In the Middle Ages these hills were harvested for oak, hornbeam and hazel, felled to heat London. As they were supplanted by coal, faster-growing beeches took their place. Beech is a straw-coloured wood, easily bent, moulded and turned, and the trees were coppiced so the trunks grew tall and straight to supply the furniture trade that became the Chilterns’ staple industry. The effect was to render the undergrowth mostly barren of other trees, though a rich habitat for bluebells and wild garlic. In summer these beeches are a soft green, but in autumn they take fire. Their leaves create a diaphanous canopy of colour that falls to fashion a quilt of gold over which it seems a privilege to walk. There is no finer autumnal experience in England than to traverse these woods. The Chilterns are reputedly cobwebbed with some 1,500 miles of footpaths.

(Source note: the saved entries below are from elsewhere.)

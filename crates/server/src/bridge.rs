use std::sync::Arc;

use async_trait::async_trait;
use server_api::BroadcastBridge;
use shared::{domain::ListId, error::RealtimeError, protocol::BroadcastEnvelope};

use crate::{coordinator::parse_internal, registry::ListRegistry};

/// Delivers through coordinators running in this process, using the same
/// request path as the internal HTTP endpoint.
pub(crate) struct LocalBroadcastBridge {
    registry: Arc<ListRegistry>,
}

impl LocalBroadcastBridge {
    pub(crate) fn new(registry: Arc<ListRegistry>) -> Self {
        Self { registry }
    }
}

#[async_trait]
impl BroadcastBridge for LocalBroadcastBridge {
    async fn deliver(
        &self,
        list_id: &ListId,
        envelope: BroadcastEnvelope,
    ) -> Result<usize, RealtimeError> {
        let body = serde_json::to_vec(&envelope)
            .map_err(|e| RealtimeError::BroadcastDelivery(e.to_string()))?;
        let envelope = parse_internal(list_id, list_id.as_str(), &body)?;
        self.registry.deliver(list_id, envelope).await
    }
}
use super::*;
use std::collections::BTreeSet;

use proptest::prelude::*;
use shared::{domain::ItemId, protocol::ListEventKind};
use tokio::sync::mpsc::UnboundedReceiver;

fn identity(id: &str, name: &str) -> UserIdentity {
    UserIdentity {
        id: UserId::new(id),
        name: name.into(),
        email: format!("{id}@example.com"),
    }
}

async fn join(
    handle: &CoordinatorHandle,
    user: &UserIdentity,
) -> (ConnectionId, UnboundedReceiver<String>) {
    let (tx, rx) = mpsc::unbounded_channel();
    let connection_id = handle.connect(user.clone(), tx).await.expect("connect");
    (connection_id, rx)
}

fn drain(rx: &mut UnboundedReceiver<String>) -> Vec<ListEvent> {
    let mut events = Vec::new();
    while let Ok(text) = rx.try_recv() {
        events.push(ListEvent::from_wire(&text).expect("decode"));
    }
    events
}

fn presence_ids(event: &ListEvent) -> Vec<String> {
    match event {
        ListEvent::UsersUpdated { users } => users.iter().map(|u| u.id.to_string()).collect(),
        other => panic!("expected users-updated, got {other:?}"),
    }
}

fn removal(id: &str) -> ListEvent {
    ListEvent::ItemRemoved {
        item_id: ItemId::new(id),
    }
}

#[tokio::test]
async fn first_connection_sees_itself_in_presence() {
    let handle = CoordinatorHandle::spawn(ListId::new("L"));
    let ann = identity("a", "Ann");

    let (_, mut rx) = join(&handle, &ann).await;

    let events = drain(&mut rx);
    assert_eq!(events.len(), 1);
    assert_eq!(presence_ids(&events[0]), vec!["a"]);
}

#[tokio::test]
async fn presence_deduplicates_users_across_tabs() {
    let handle = CoordinatorHandle::spawn(ListId::new("L"));
    let ann = identity("a", "Ann");
    let bob = identity("b", "Bob");

    let (first_tab, _rx1) = join(&handle, &ann).await;
    let (_second_tab, _rx2) = join(&handle, &ann).await;
    let (_, mut bob_rx) = join(&handle, &bob).await;

    let presence = handle.presence().await.expect("presence");
    let ids: Vec<_> = presence.iter().map(|u| u.id.as_str()).collect();
    assert_eq!(ids, vec!["a", "b"]);

    handle.disconnect(first_tab).await;
    handle.presence().await.expect("presence");
    let events = drain(&mut bob_rx);
    assert_eq!(presence_ids(events.last().expect("update")), vec!["a", "b"]);
}

#[tokio::test]
async fn closing_a_connection_updates_remaining_peers() {
    let handle = CoordinatorHandle::spawn(ListId::new("L"));
    let (ann_conn, _ann_rx) = join(&handle, &identity("a", "Ann")).await;
    let (_, mut bob_rx) = join(&handle, &identity("b", "Bob")).await;
    drain(&mut bob_rx);

    handle.disconnect(ann_conn).await;
    let presence = handle.presence().await.expect("presence");
    assert_eq!(presence.len(), 1);

    let events = drain(&mut bob_rx);
    assert_eq!(events.len(), 1);
    assert_eq!(presence_ids(&events[0]), vec!["b"]);
}

#[tokio::test]
async fn closing_unknown_connection_is_a_no_op() {
    let handle = CoordinatorHandle::spawn(ListId::new("L"));
    let (ann_conn, mut ann_rx) = join(&handle, &identity("a", "Ann")).await;
    drain(&mut ann_rx);

    handle.disconnect(ann_conn + 100).await;
    handle.presence().await.expect("presence");

    assert!(drain(&mut ann_rx).is_empty());
}

#[tokio::test]
async fn broadcast_skips_every_connection_of_excluded_users() {
    let handle = CoordinatorHandle::spawn(ListId::new("L"));
    let (_, mut ann_tab1) = join(&handle, &identity("a", "Ann")).await;
    let (_, mut ann_tab2) = join(&handle, &identity("a", "Ann")).await;
    let (_, mut bob_rx) = join(&handle, &identity("b", "Bob")).await;
    let (_, mut cid_rx) = join(&handle, &identity("c", "Cid")).await;
    for rx in [&mut ann_tab1, &mut ann_tab2, &mut bob_rx, &mut cid_rx] {
        drain(rx);
    }

    let delivered = handle
        .broadcast(BroadcastEnvelope::new(removal("x"), vec![UserId::new("a")]))
        .await
        .expect("broadcast");
    assert_eq!(delivered, 2);

    assert!(drain(&mut ann_tab1).is_empty());
    assert!(drain(&mut ann_tab2).is_empty());
    for rx in [&mut bob_rx, &mut cid_rx] {
        let events = drain(rx);
        assert_eq!(events, vec![removal("x")]);
        assert_eq!(events[0].kind(), ListEventKind::ItemRemoved);
    }
}

#[test]
fn internal_request_rejects_room_mismatch_and_bad_body() {
    let list = ListId::new("L");
    let envelope = BroadcastEnvelope::new(removal("x"), vec![UserId::new("a")]);
    let body = serde_json::to_vec(&envelope).expect("body");

    let err = parse_internal(&list, "other", &body).expect_err("room mismatch");
    assert!(matches!(err, RealtimeError::MalformedEvent(_)));

    let err = parse_internal(&list, "L", b"{\"event\":{\"type\":\"nope\"}}").expect_err("bad body");
    assert!(matches!(err, RealtimeError::MalformedEvent(_)));

    assert_eq!(parse_internal(&list, "L", &body).expect("parse"), envelope);
}

#[tokio::test]
async fn coordinator_without_connections_stops_after_idle_timeout() {
    let handle =
        CoordinatorHandle::spawn_with_idle_timeout(ListId::new("L"), Duration::from_millis(50));
    let (conn, _rx) = join(&handle, &identity("a", "Ann")).await;

    tokio::time::sleep(Duration::from_millis(150)).await;
    assert!(!handle.is_closed(), "an open connection keeps it running");

    handle.disconnect(conn).await;
    tokio::time::timeout(Duration::from_secs(5), async {
        while !handle.is_closed() {
            tokio::time::sleep(Duration::from_millis(10)).await;
        }
    })
    .await
    .expect("coordinator stopped");

    let err = handle.presence().await.expect_err("stopped");
    assert!(matches!(err, RealtimeError::PartitionLookup(_)));
}

#[tokio::test]
async fn stopped_coordinator_reports_partition_lookup() {
    let handle = CoordinatorHandle::spawn(ListId::new("L"));
    handle.shutdown().await;
    tokio::task::yield_now().await;

    let err = handle.presence().await.expect_err("stopped");
    assert!(matches!(err, RealtimeError::PartitionLookup(_)));
}

#[derive(Debug, Clone)]
enum Step {
    Connect(usize),
    Disconnect(usize),
}

fn steps() -> impl Strategy<Value = Vec<Step>> {
    prop::collection::vec(
        prop_oneof![
            (0..4usize).prop_map(Step::Connect),
            any::<usize>().prop_map(Step::Disconnect),
        ],
        1..24,
    )
}

fn runtime() -> tokio::runtime::Runtime {
    tokio::runtime::Builder::new_current_thread()
        .enable_all()
        .build()
        .expect("runtime")
}

proptest! {
    #![proptest_config(ProptestConfig::with_cases(64))]

    #[test]
    fn presence_matches_distinct_open_users(script in steps()) {
        let (expected, reported, last_seen) = runtime().block_on(async move {
            let handle = CoordinatorHandle::spawn(ListId::new("L"));
            let mut open: Vec<(ConnectionId, String, UnboundedReceiver<String>)> = Vec::new();
            let mut seen: HashMap<ConnectionId, Vec<String>> = HashMap::new();

            for step in script {
                match step {
                    Step::Connect(user) => {
                        let user = identity(&format!("u{user}"), "User");
                        let (conn, rx) = join(&handle, &user).await;
                        open.push((conn, user.id.to_string(), rx));
                    }
                    Step::Disconnect(pick) if !open.is_empty() => {
                        let (conn, _, _) = open.remove(pick % open.len());
                        handle.disconnect(conn).await;
                    }
                    Step::Disconnect(_) => {}
                }
            }

            let reported: Vec<String> = handle
                .presence()
                .await
                .expect("presence")
                .iter()
                .map(|user| user.id.to_string())
                .collect();
            for (conn, _, rx) in open.iter_mut() {
                if let Some(last) = drain(rx).last() {
                    seen.insert(*conn, presence_ids(last));
                }
            }
            let expected: Vec<String> = open
                .iter()
                .map(|(_, user, _)| user.clone())
                .collect::<BTreeSet<_>>()
                .into_iter()
                .collect();
            let last_seen: Vec<Option<Vec<String>>> = open
                .iter()
                .map(|(conn, _, _)| seen.get(conn).cloned())
                .collect();
            (expected, reported, last_seen)
        });

        prop_assert_eq!(&reported, &expected);
        for seen in last_seen {
            prop_assert_eq!(seen.as_ref(), Some(&expected));
        }
    }

    #[test]
    fn broadcast_reaches_exactly_the_non_excluded_connections(
        users in prop::collection::vec(0..5usize, 1..10),
        excluded in prop::collection::btree_set(0..5usize, 0..5),
    ) {
        let except: Vec<UserId> = excluded.iter().map(|u| UserId::new(format!("u{u}"))).collect();
        let (delivered, received) = runtime().block_on(async {
            let handle = CoordinatorHandle::spawn(ListId::new("L"));
            let mut receivers = Vec::new();
            for user in &users {
                let (_, rx) = join(&handle, &identity(&format!("u{user}"), "User")).await;
                receivers.push(rx);
            }
            for rx in receivers.iter_mut() {
                drain(rx);
            }

            let delivered = handle
                .broadcast(BroadcastEnvelope::new(removal("x"), except.clone()))
                .await
                .expect("broadcast");
            let received: Vec<Vec<ListEvent>> = receivers.iter_mut().map(drain).collect();
            (delivered, received)
        });

        let expected = users.iter().filter(|u| !excluded.contains(u)).count();
        prop_assert_eq!(delivered, expected);
        for (user, events) in users.iter().zip(received) {
            if excluded.contains(user) {
                prop_assert!(events.is_empty());
            } else {
                prop_assert_eq!(events, vec![removal("x")]);
            }
        }
    }
}
use std::{
    collections::HashMap,
    sync::{PoisonError, RwLock},
};

use chrono::{DateTime, Utc};
use shared::{
    domain::{ItemId, ItemKind, ListId},
    protocol::{ItemSnapshot, ItemUpdate},
};

/// Shallow field-level merge onto a cached item. `None` leaves a field as is;
/// for nullable fields `Some(None)` clears it.
#[derive(Debug, Clone, Default, PartialEq)]
pub struct ItemPatch {
    pub kind: Option<ItemKind>,
    pub external_id: Option<Option<i64>>,
    pub title: Option<String>,
    pub overview: Option<Option<String>>,
    pub duration: Option<Option<i64>>,
    pub episode_count: Option<Option<i64>>,
    pub rating: Option<Option<i64>>,
    pub release_date: Option<Option<DateTime<Utc>>>,
    pub poster_url: Option<Option<String>>,
    pub watched_at: Option<Option<DateTime<Utc>>>,
    pub priority: Option<i64>,
}

impl ItemPatch {
    pub fn watched_at(watched_at: Option<DateTime<Utc>>) -> Self {
        Self {
            watched_at: Some(watched_at),
            ..Self::default()
        }
    }

    /// Every field of `item`; merging it makes the cached entry equal to it.
    pub fn full(item: &ItemSnapshot) -> Self {
        Self {
            kind: Some(item.kind),
            external_id: Some(item.external_id),
            title: Some(item.title.clone()),
            overview: Some(item.overview.clone()),
            duration: Some(item.duration),
            episode_count: Some(item.episode_count),
            rating: Some(item.rating),
            release_date: Some(item.release_date),
            poster_url: Some(item.poster_url.clone()),
            watched_at: Some(item.watched_at),
            priority: Some(item.priority),
        }
    }

    pub fn apply(&self, item: &mut ItemSnapshot) {
        if let Some(kind) = self.kind {
            item.kind = kind;
        }
        if let Some(external_id) = self.external_id {
            item.external_id = external_id;
        }
        if let Some(title) = &self.title {
            item.title = title.clone();
        }
        if let Some(overview) = &self.overview {
            item.overview = overview.clone();
        }
        if let Some(duration) = self.duration {
            item.duration = duration;
        }
        if let Some(episode_count) = self.episode_count {
            item.episode_count = episode_count;
        }
        if let Some(rating) = self.rating {
            item.rating = rating;
        }
        if let Some(release_date) = self.release_date {
            item.release_date = release_date;
        }
        if let Some(poster_url) = &self.poster_url {
            item.poster_url = poster_url.clone();
        }
        if let Some(watched_at) = self.watched_at {
            item.watched_at = watched_at;
        }
        if let Some(priority) = self.priority {
            item.priority = priority;
        }
    }
}

impl From<&ItemUpdate> for ItemPatch {
    fn from(update: &ItemUpdate) -> Self {
        Self {
            kind: update.kind,
            title: update.title.clone(),
            overview: update.overview.clone(),
            duration: update.duration,
            episode_count: update.episode_count,
            watched_at: update.watched_at,
            priority: update.priority,
            ..Self::default()
        }
    }
}

/// A list's cached collection as it was before a patch; `None` means nothing
/// was cached.
#[derive(Debug, Clone, PartialEq)]
pub struct CollectionSnapshot {
    list_id: ListId,
    items: Option<Vec<ItemSnapshot>>,
}

impl CollectionSnapshot {
    pub fn list_id(&self) -> &ListId {
        &self.list_id
    }

    pub fn items(&self) -> Option<&[ItemSnapshot]> {
        self.items.as_deref()
    }
}

/// Client-side item collections keyed by list.
#[derive(Default)]
pub struct ItemCache {
    collections: RwLock<HashMap<ListId, Vec<ItemSnapshot>>>,
}

impl ItemCache {
    pub fn new() -> Self {
        Self::default()
    }

    pub fn get(&self, list_id: &ListId) -> Option<Vec<ItemSnapshot>> {
        self.collections
            .read()
            .unwrap_or_else(PoisonError::into_inner)
            .get(list_id)
            .cloned()
    }

    pub fn replace(&self, list_id: &ListId, items: Vec<ItemSnapshot>) {
        self.collections
            .write()
            .unwrap_or_else(PoisonError::into_inner)
            .insert(list_id.clone(), items);
    }

    /// Replaces the collection with `update(previous)`, treating a missing
    /// collection as empty.
    pub fn patch_collection(
        &self,
        list_id: &ListId,
        update: impl FnOnce(Vec<ItemSnapshot>) -> Vec<ItemSnapshot>,
    ) -> CollectionSnapshot {
        let mut collections = self
            .collections
            .write()
            .unwrap_or_else(PoisonError::into_inner);
        let previous = collections.get(list_id).cloned();
        let next = update(previous.clone().unwrap_or_default());
        collections.insert(list_id.clone(), next);
        CollectionSnapshot {
            list_id: list_id.clone(),
            items: previous,
        }
    }

    /// Merges `patch(item)` into the cached item with `item_id`; no-op when
    /// the item is not cached.
    pub fn patch_item(
        &self,
        list_id: &ListId,
        item_id: &ItemId,
        patch: impl FnOnce(&ItemSnapshot) -> ItemPatch,
    ) -> CollectionSnapshot {
        let mut collections = self
            .collections
            .write()
            .unwrap_or_else(PoisonError::into_inner);
        let previous = collections.get(list_id).cloned();
        if let Some(item) = collections
            .get_mut(list_id)
            .and_then(|items| items.iter_mut().find(|item| &item.id == item_id))
        {
            let merge = patch(&*item);
            merge.apply(item);
        }
        CollectionSnapshot {
            list_id: list_id.clone(),
            items: previous,
        }
    }

    pub fn restore(&self, snapshot: CollectionSnapshot) {
        let mut collections = self
            .collections
            .write()
            .unwrap_or_else(PoisonError::into_inner);
        match snapshot.items {
            Some(items) => {
                collections.insert(snapshot.list_id, items);
            }
            None => {
                collections.remove(&snapshot.list_id);
            }
        }
    }
}

#[cfg(test)]
#[path = "tests/cache_tests.rs"]
mod tests;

Over the hill from Turville Heath, the path near Balhams Farm looks across the Stonor Valley at the eastern flank of the main Chiltern ridge. The view is of a vale criss-crossed by boundaries, each field in differing shades of green and brown. Hedges are of hawthorn, oak and holly, miraculously spared by twentieth-century hedge-destroyers. This is poor clay soil, where the winterbournes erode the chalk and leave the fields strewn with flints after a storm. They reappear embedded in local walls.

The Balham slope offers the perfect Chiltern view up and down the valley. To the left is the ordered parkland of the Stonor estate, with its great house and church beautifully set on the flank of a side valley. Opposite lies the hamlet of Pishill, with its fine Crown Inn. To the right the view buries itself in the 2,500-acre Wormsley Park estate, bought by John Paul Getty in 1986 as what now seems a private glen. It plays host to the twin pleasures of cricket and opera.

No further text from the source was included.